* _Extracted material_
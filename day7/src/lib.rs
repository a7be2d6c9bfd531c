use std::collections::BTreeMap;

use anyhow::Result;
use nom::{
    branch::alt,
    bytes::complete::tag,
    character::complete::char,
    combinator::{map, rest, verify},
    sequence::{preceded, separated_pair},
    IResult,
};
use nom_supreme::error::ErrorTree;
use thiserror::Error;
use tracing::debug;
use util::{parse_nice, parse_number, Answer, AnswerSet, LineSequence, Puzzle, Span};

const SMALL_DIR_LIMIT: u64 = 100_000;
const DISK_SIZE: u64 = 70_000_000;
const UPDATE_SIZE: u64 = 30_000_000;

#[derive(Error, Debug, PartialEq, Eq)]
pub enum FsError {
    #[error("Unable to go up from the root directory")]
    AboveRoot,

    #[error("{0:?} is a file, not a directory")]
    NotADirectory(String),

    #[error("{used} is used but the disk only holds {total}")]
    UsedMoreThanTotal { used: u64, total: u64 },

    #[error("No directory is big enough to free {0}")]
    NothingBigEnough(u64),
}

#[derive(Debug, Clone, PartialEq, Eq)]
enum TerminalLine {
    Cd(String),
    Ls,
    Dir(String),
    File { name: String, size: u64 },
}

fn parse_name(i: Span) -> IResult<Span, String, ErrorTree<Span>> {
    map(verify(rest, |s: &Span| !s.fragment().is_empty()), |s: Span| {
        s.fragment().to_string()
    })(i)
}

fn parse_terminal_line(i: Span) -> IResult<Span, TerminalLine, ErrorTree<Span>> {
    alt((
        map(preceded(tag("$ cd "), parse_name), TerminalLine::Cd),
        map(tag("$ ls"), |_| TerminalLine::Ls),
        map(preceded(tag("dir "), parse_name), TerminalLine::Dir),
        map(
            separated_pair(parse_number::<u64, _>, char(' '), parse_name),
            |(size, name)| TerminalLine::File { name, size },
        ),
    ))(i)
}

#[derive(Debug, Clone, PartialEq, Eq)]
pub enum Node {
    File { size: u64 },
    Dir { contents: BTreeMap<String, Node> },
}

impl Node {
    fn new_dir() -> Self {
        Self::Dir {
            contents: BTreeMap::new(),
        }
    }

    /// Contents of the directory at `location`, creating directories that
    /// were entered without being listed first.
    fn dir_mut(&mut self, location: &[String]) -> Result<&mut BTreeMap<String, Node>, FsError> {
        let mut current_node = self;
        for dir_name in location {
            current_node = match current_node {
                Node::Dir { contents } => contents
                    .entry(dir_name.clone())
                    .or_insert_with(Node::new_dir),
                Node::File { .. } => return Err(FsError::NotADirectory(dir_name.clone())),
            };
        }

        match current_node {
            Node::Dir { contents } => Ok(contents),
            Node::File { .. } => Err(FsError::NotADirectory(
                location.last().cloned().unwrap_or_default(),
            )),
        }
    }

    fn parse<'a>(input: impl Iterator<Item = &'a str>) -> Result<Self> {
        let mut root = Node::new_dir();
        let mut current_location: Vec<String> = vec![];

        for line in input.filter(|line| !line.is_empty()) {
            match parse_nice(line, parse_terminal_line)? {
                TerminalLine::Cd(cd_to) => match cd_to.as_str() {
                    "/" => current_location.clear(),
                    ".." => {
                        current_location.pop().ok_or(FsError::AboveRoot)?;
                    }
                    dir_name => current_location.push(dir_name.to_string()),
                },
                TerminalLine::Ls => {}
                TerminalLine::Dir(name) => {
                    root.dir_mut(&current_location)?
                        .entry(name)
                        .or_insert_with(Node::new_dir);
                }
                // Listing a directory twice must not count its files twice.
                TerminalLine::File { name, size } => {
                    root.dir_mut(&current_location)?
                        .insert(name, Node::File { size });
                }
            }
        }

        Ok(root)
    }

    /// Pushes the size of every directory below and including this one,
    /// children before parents, and returns this node's size.
    fn collect_sizes(&self, sizes: &mut Vec<u64>) -> u64 {
        match self {
            Node::File { size } => *size,
            Node::Dir { contents } => {
                let total = contents.values().map(|n| n.collect_sizes(sizes)).sum();
                sizes.push(total);
                total
            }
        }
    }

    /// Directory sizes; the root comes last.
    fn get_sizes(&self) -> Vec<u64> {
        let mut sizes = vec![];
        self.collect_sizes(&mut sizes);
        sizes
    }
}

fn sum_at_most(sizes: &[u64], biggest: u64) -> u64 {
    sizes.iter().filter(|&&size| size <= biggest).sum()
}

fn smallest_to_free(sizes: &[u64], total: u64, needed: u64) -> Result<u64, FsError> {
    let used = sizes.last().copied().unwrap_or(0);
    let free = total
        .checked_sub(used)
        .ok_or(FsError::UsedMoreThanTotal { used, total })?;
    let to_free = needed.saturating_sub(free);

    sizes
        .iter()
        .copied()
        .filter(|&s| s >= to_free)
        .min()
        .ok_or(FsError::NothingBigEnough(to_free))
}

pub fn size_smallest<'a>(input: impl Iterator<Item = &'a str>, biggest: u64) -> Result<u64> {
    let root = Node::parse(input)?;
    Ok(sum_at_most(&root.get_sizes(), biggest))
}

pub fn size_to_delete<'a>(
    input: impl Iterator<Item = &'a str>,
    total: u64,
    needed: u64,
) -> Result<u64> {
    let root = Node::parse(input)?;
    Ok(smallest_to_free(&root.get_sizes(), total, needed)?)
}

pub struct NoSpaceLeft;

impl Puzzle for NoSpaceLeft {
    const QUESTIONS: &'static [&'static str] = &[
        "Find all of the directories with a total size of at most 100000. What is the sum of the total sizes of those directories?",
        "Find the smallest directory that, if deleted, would free up enough space on the filesystem to run the update. What is the total size of that directory?",
    ];

    fn solve(input: &LineSequence) -> Result<AnswerSet> {
        let sizes = Node::parse(input.iter().map(String::as_str))?.get_sizes();
        debug!(directories = sizes.len(), "walked filesystem");

        let small = sum_at_most(&sizes, SMALL_DIR_LIMIT);
        let to_delete = smallest_to_free(&sizes, DISK_SIZE, UPDATE_SIZE)?;

        Ok(AnswerSet::from([
            Answer::from(i64::try_from(small)?),
            Answer::from(i64::try_from(to_delete)?),
        ]))
    }
}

* _Problem to solve_
With the data above as the source, tally the lines that include the string "from", and give that figure alone.

* _Output for this task_
4